Start of Entries provided

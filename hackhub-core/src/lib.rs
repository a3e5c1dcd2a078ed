//! Hackathon Hub Core - Shared Types
//!
//! Identifiers, time-to-live semantics, the error taxonomy and configuration
//! shared by the storage, cache and achievement crates. No I/O lives here.

pub mod config;
pub mod error;
pub mod identity;

pub use config::{
    CacheSettings, HubConfig, DEFAULT_CATALOGUE_TTL_MS, DEFAULT_GATEWAY_TIMEOUT_MS,
    DEFAULT_PROGRESS_COLLECTION_TTL_MS, DEFAULT_PROGRESS_ENTRY_TTL_MS,
};
pub use error::{
    ConfigError, ConflictError, HubError, HubResult, NotFoundError, StorageError, StorageResult,
    ValidationError,
};
pub use identity::{AchievementId, RowId, UserId};

use serde::{Deserialize, Serialize};
use std::time::Duration;

/// Duration in milliseconds, as carried in configuration.
pub type DurationMs = i64;

// ============================================================================
// TIME-TO-LIVE
// ============================================================================

/// Time-to-live of a cached value.
///
/// Serialized as milliseconds; any negative value means the value never
/// expires once synced.
#[derive(Debug, Clone, Copy, PartialEq, Eq, Hash, Serialize, Deserialize)]
#[serde(from = "DurationMs", into = "DurationMs")]
pub enum Ttl {
    /// Never expires
    Never,
    /// Expires once strictly more than this much time has elapsed since the last sync
    After(Duration),
}

impl Ttl {
    /// Build a TTL from milliseconds, treating negative values as [`Ttl::Never`].
    pub fn from_millis(ms: DurationMs) -> Self {
        if ms < 0 {
            Self::Never
        } else {
            Self::After(Duration::from_millis(ms as u64))
        }
    }

    /// Milliseconds representation, `-1` for [`Ttl::Never`].
    pub fn as_millis(&self) -> DurationMs {
        match self {
            Self::Never => -1,
            Self::After(d) => i64::try_from(d.as_millis()).unwrap_or(i64::MAX),
        }
    }

    pub fn is_never(&self) -> bool {
        matches!(self, Self::Never)
    }

    /// Whether a value synced `elapsed` ago is stale.
    pub fn is_elapsed(&self, elapsed: Duration) -> bool {
        match self {
            Self::Never => false,
            Self::After(ttl) => elapsed > *ttl,
        }
    }
}

impl From<DurationMs> for Ttl {
    fn from(ms: DurationMs) -> Self {
        Self::from_millis(ms)
    }
}

impl From<Ttl> for DurationMs {
    fn from(ttl: Ttl) -> Self {
        ttl.as_millis()
    }
}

End of Entries provided

What you need to do is repeat every record above exactly.

:: Response to this task ::
filename hackhub-core/src/lib.rs
repository a3e5c1dcd2a078ed
//! Hackathon Hub Core - Shared Types
//!
//! Identifiers, time-to-live semantics, the error taxonomy and configuration
//! shared by the storage, cache and achievement crates. No I/O lives here.

pub mod config;
pub mod error;
pub mod identity;

pub use config::{
    CacheSettings, HubConfig, DEFAULT_CATALOGUE_TTL_MS, DEFAULT_GATEWAY_TIMEOUT_MS,
    DEFAULT_PROGRESS_COLLECTION_TTL_MS, DEFAULT_PROGRESS_ENTRY_TTL_MS,
};
pub use error::{
    ConfigError, ConflictError, HubError, HubResult, NotFoundError, StorageError, StorageResult,
    ValidationError,
};
pub use identity::{AchievementId, RowId, UserId};

use serde::{Deserialize, Serialize};
use std::time::Duration;

/// Duration in milliseconds, as carried in configuration.
pub type DurationMs = i64;

// ============================================================================
// TIME-TO-LIVE
// ============================================================================

/// Time-to-live of a cached value.
///
/// Serialized as milliseconds; any negative value means the value never
/// expires once synced.
#[derive(Debug, Clone, Copy, PartialEq, Eq, Hash, Serialize, Deserialize)]
#[serde(from = "DurationMs", into = "DurationMs")]
pub enum Ttl {
    /// Never expires
    Never,
    /// Expires once strictly more than this much time has elapsed since the last sync
    After(Duration),
}

impl Ttl {
    /// Build a TTL from milliseconds, treating negative values as [`Ttl::Never`].
    pub fn from_millis(ms: DurationMs) -> Self {
        if ms < 0 {
            Self::Never
        } else {
            Self::After(Duration::from_millis(ms as u64))
        }
    }

    /// Milliseconds representation, `-1` for [`Ttl::Never`].
    pub fn as_millis(&self) -> DurationMs {
        match self {
            Self::Never => -1,
            Self::After(d) => i64::try_from(d.as_millis()).unwrap_or(i64::MAX),
        }
    }

    pub fn is_never(&self) -> bool {
        matches!(self, Self::Never)
    }

    /// Whether a value synced `elapsed` ago is stale.
    pub fn is_elapsed(&self, elapsed: Duration) -> bool {
        match self {
            Self::Never => false,
            Self::After(ttl) => elapsed > *ttl,
        }
    }
}

impl From<DurationMs> for Ttl {
    fn from(ms: DurationMs) -> Self {
        Self::from_millis(ms)
    }
}

impl From<Ttl> for DurationMs {
    fn from(ttl: Ttl) -> Self {
        ttl.as_millis()
    }
}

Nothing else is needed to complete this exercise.